● **Data to examine**

----

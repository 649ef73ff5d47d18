//! Configuration types for quadlink
//!
//! Defines:
//! - `Config` - The full session configuration
//! - Per-section types: device addressing, link tuning, pipeline, playback

use std::net::{IpAddr, SocketAddr};
use std::time::Duration;

use serde::{Deserialize, Serialize};

use quadlink_core::prelude::*;

/// Session configuration (config.toml)
#[derive(Debug, Clone, Default, Deserialize, Serialize)]
pub struct Config {
    #[serde(default)]
    pub device: DeviceConfig,

    #[serde(default)]
    pub link: LinkConfig,

    #[serde(default)]
    pub pipeline: PipelineConfig,

    #[serde(default)]
    pub playback: PlaybackConfig,
}

/// Device addressing
#[derive(Debug, Clone, Deserialize, Serialize)]
pub struct DeviceConfig {
    /// IP address of the drone on its own access point
    #[serde(default = "default_device_address")]
    pub address: String,

    /// UDP port the drone listens on for SDK commands
    #[serde(default = "default_command_port")]
    pub command_port: u16,

    /// Local UDP port the drone pushes raw H.264 to once streaming is on
    #[serde(default = "default_video_port")]
    pub video_port: u16,

    /// The network name prefix the drone's access point advertises.
    /// Each unit appends its own suffix, so matching is prefix-only.
    #[serde(default = "default_ssid_prefix")]
    pub ssid_prefix: String,
}

impl DeviceConfig {
    /// The drone's command endpoint as a socket address.
    pub fn command_addr(&self) -> Result<SocketAddr> {
        let ip: IpAddr = self
            .address
            .parse()
            .map_err(|_| Error::config_invalid(format!("bad device address {:?}", self.address)))?;
        Ok(SocketAddr::new(ip, self.command_port))
    }
}

impl Default for DeviceConfig {
    fn default() -> Self {
        Self {
            address: default_device_address(),
            command_port: default_command_port(),
            video_port: default_video_port(),
            ssid_prefix: default_ssid_prefix(),
        }
    }
}

fn default_device_address() -> String {
    "192.168.10.1".to_string()
}

fn default_command_port() -> u16 {
    8889
}

fn default_video_port() -> u16 {
    11111
}

fn default_ssid_prefix() -> String {
    "TELLO-".to_string()
}

/// Command link tuning
#[derive(Debug, Clone, Deserialize, Serialize)]
pub struct LinkConfig {
    /// Local UDP port to bind for the command channel. 0 lets the OS pick.
    #[serde(default)]
    pub local_port: u16,

    /// How long to let the device settle after each handshake command.
    /// The SDK gives no acknowledgement, so this is a fixed wait.
    #[serde(default = "default_settle_delay_ms")]
    pub settle_delay_ms: u64,
}

impl LinkConfig {
    pub fn settle_delay(&self) -> Duration {
        Duration::from_millis(self.settle_delay_ms)
    }
}

impl Default for LinkConfig {
    fn default() -> Self {
        Self {
            local_port: 0,
            settle_delay_ms: default_settle_delay_ms(),
        }
    }
}

fn default_settle_delay_ms() -> u64 {
    500
}

/// Video pipeline settings
#[derive(Debug, Clone, Deserialize, Serialize)]
pub struct PipelineConfig {
    /// Transcoder binary: a bare name looked up on PATH or an explicit path
    #[serde(default = "default_transcoder")]
    pub transcoder: String,

    /// Local HTTP port the re-muxed stream is served on
    #[serde(default = "default_http_port")]
    pub http_port: u16,

    /// Relaunch the transcoder when it fails mid-session instead of
    /// dropping the session into the error state
    #[serde(default)]
    pub restart_on_runtime_failure: bool,

    /// Relaunch budget per connection when restarts are enabled
    #[serde(default = "default_max_restarts")]
    pub max_restarts: u32,
}

impl Default for PipelineConfig {
    fn default() -> Self {
        Self {
            transcoder: default_transcoder(),
            http_port: default_http_port(),
            restart_on_runtime_failure: false,
            max_restarts: default_max_restarts(),
        }
    }
}

fn default_transcoder() -> String {
    "ffmpeg".to_string()
}

fn default_http_port() -> u16 {
    11112
}

fn default_max_restarts() -> u32 {
    1
}

/// Playback settings
#[derive(Debug, Clone, Deserialize, Serialize)]
pub struct PlaybackConfig {
    /// Probe the local stream endpoint and report readiness. Disable when an
    /// external player attaches through the playback bridge instead.
    #[serde(default = "default_true")]
    pub probe: bool,
}

impl Default for PlaybackConfig {
    fn default() -> Self {
        Self { probe: true }
    }
}

fn default_true() -> bool {
    true
}

impl Config {
    /// Reject configurations that cannot produce a working session.
    pub fn validate(&self) -> Result<()> {
        self.device.command_addr()?;

        if self.device.command_port == 0 {
            return Err(Error::config_invalid("device.command_port must not be 0"));
        }
        if self.device.video_port == 0 {
            return Err(Error::config_invalid("device.video_port must not be 0"));
        }
        if self.device.ssid_prefix.is_empty() {
            return Err(Error::config_invalid("device.ssid_prefix must not be empty"));
        }
        if self.pipeline.http_port == 0 {
            return Err(Error::config_invalid("pipeline.http_port must not be 0"));
        }
        if self.pipeline.http_port == self.device.video_port {
            return Err(Error::config_invalid(
                "pipeline.http_port and device.video_port must differ",
            ));
        }
        if self.pipeline.transcoder.is_empty() {
            return Err(Error::config_invalid("pipeline.transcoder must not be empty"));
        }

        Ok(())
    }
}

#[cfg(test)]
mod tests {
    use super::*;

    #[test]
    fn test_defaults_are_valid() {
        let config = Config::default();
        assert!(config.validate().is_ok());
        assert_eq!(config.device.address, "192.168.10.1");
        assert_eq!(config.device.command_port, 8889);
        assert_eq!(config.device.video_port, 11111);
        assert_eq!(config.device.ssid_prefix, "TELLO-");
        assert_eq!(config.link.local_port, 0);
        assert_eq!(config.link.settle_delay_ms, 500);
        assert_eq!(config.pipeline.transcoder, "ffmpeg");
        assert_eq!(config.pipeline.http_port, 11112);
        assert!(!config.pipeline.restart_on_runtime_failure);
        assert!(config.playback.probe);
    }

    #[test]
    fn test_command_addr_combines_address_and_port() {
        let config = Config::default();
        let addr = config.device.command_addr().unwrap();
        assert_eq!(addr.to_string(), "192.168.10.1:8889");
    }

    #[test]
    fn test_bad_address_is_invalid() {
        let mut config = Config::default();
        config.device.address = "not-an-ip".to_string();
        assert!(config.validate().is_err());
    }

    #[test]
    fn test_empty_prefix_is_invalid() {
        let mut config = Config::default();
        config.device.ssid_prefix = String::new();
        assert!(config.validate().is_err());
    }

    #[test]
    fn test_port_collision_is_invalid() {
        let mut config = Config::default();
        config.pipeline.http_port = config.device.video_port;
        assert!(config.validate().is_err());
    }

    #[test]
    fn test_partial_toml_fills_defaults() {
        let config: Config = toml::from_str(
            r#"
            [device]
            address = "192.168.10.2"

            [pipeline]
            restart_on_runtime_failure = true
            "#,
        )
        .unwrap();

        assert_eq!(config.device.address, "192.168.10.2");
        assert_eq!(config.device.command_port, 8889);
        assert!(config.pipeline.restart_on_runtime_failure);
        assert_eq!(config.pipeline.max_restarts, 1);
        assert_eq!(config.link.settle_delay_ms, 500);
    }

    #[test]
    fn test_empty_toml_is_all_defaults() {
        let config: Config = toml::from_str("").unwrap();
        assert!(config.validate().is_ok());
    }

    #[test]
    fn test_settle_delay_duration() {
        let mut config = Config::default();
        config.link.settle_delay_ms = 250;
        assert_eq!(config.link.settle_delay(), Duration::from_millis(250));
    }
}
//! Message types for the session orchestrator (TEA pattern)

use std::net::SocketAddr;

use quadlink_core::events::{PipelineEvent, PlaybackEvent};
use quadlink_drone::{CommandChannel, TranscodePipeline};

use crate::state::AttemptId;

/// All messages flowing through the orchestrator loop.
///
/// Operator commands come from the runner (stdin, signals); the rest are
/// progress reports from attempt, pipeline, and playback tasks, each stamped
/// with the [`AttemptId`] of the connection generation that produced it.
#[derive(Debug)]
pub enum Message {
    /// Operator asked to connect to the drone
    Connect,

    /// Operator asked to disconnect and release everything
    Disconnect,

    /// Quit: tear down like Disconnect, then exit the loop
    Quit,

    // ─────────────────────────────────────────────────────────
    // Connect Attempt Progress
    // ─────────────────────────────────────────────────────────
    /// The attempt failed at any stage (permission, preflight, bind, send)
    ConnectAttemptFailed { attempt: AttemptId, error: String },

    /// Both handshake commands were sent and their settling delays elapsed.
    /// Carries the live command channel, which the orchestrator now owns.
    HandshakeComplete {
        attempt: AttemptId,
        channel: CommandChannel,
    },

    // ─────────────────────────────────────────────────────────
    // Pipeline Messages
    // ─────────────────────────────────────────────────────────
    /// The transcoder process started; the orchestrator takes ownership
    PipelineLaunched {
        attempt: AttemptId,
        pipeline: TranscodePipeline,
    },

    /// The transcoder could not be resolved or spawned
    PipelineLaunchFailed { attempt: AttemptId, error: String },

    /// Forwarded event from the running pipeline (stderr line or exit)
    Pipeline {
        attempt: AttemptId,
        event: PipelineEvent,
    },

    // ─────────────────────────────────────────────────────────
    // Playback Messages
    // ─────────────────────────────────────────────────────────
    /// Forwarded event from the playback side (probe or external player)
    Playback {
        attempt: AttemptId,
        event: PlaybackEvent,
    },

    // ─────────────────────────────────────────────────────────
    // Device Messages
    // ─────────────────────────────────────────────────────────
    /// A datagram arrived on the command channel. Informational only; the
    /// SDK handshake does not wait for acknowledgements.
    DeviceReply { from: SocketAddr, payload: String },
}

impl Message {
    /// Short name for logs.
    pub fn kind(&self) -> &'static str {
        match self {
            Message::Connect => "Connect",
            Message::Disconnect => "Disconnect",
            Message::Quit => "Quit",
            Message::ConnectAttemptFailed { .. } => "ConnectAttemptFailed",
            Message::HandshakeComplete { .. } => "HandshakeComplete",
            Message::PipelineLaunched { .. } => "PipelineLaunched",
            Message::PipelineLaunchFailed { .. } => "PipelineLaunchFailed",
            Message::Pipeline { .. } => "Pipeline",
            Message::Playback { .. } => "Playback",
            Message::DeviceReply { .. } => "DeviceReply",
        }
    }
}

----

● **To do**
Would you restate exactly the lines of the material above, from its opening line through the line with "pub struct Config", and output only those?

● **Exercise answer**
repository 649ef73ff5d47d18
//! Configuration types for quadlink
//!
//! Defines:
//! - `Config` - The full session configuration
//! - Per-section types: device addressing, link tuning, pipeline, playback

use std::net::{IpAddr, SocketAddr};
use std::time::Duration;

use serde::{Deserialize, Serialize};

use quadlink_core::prelude::*;

/// Session configuration (config.toml)
#[derive(Debug, Clone, Default, Deserialize, Serialize)]
pub struct Config {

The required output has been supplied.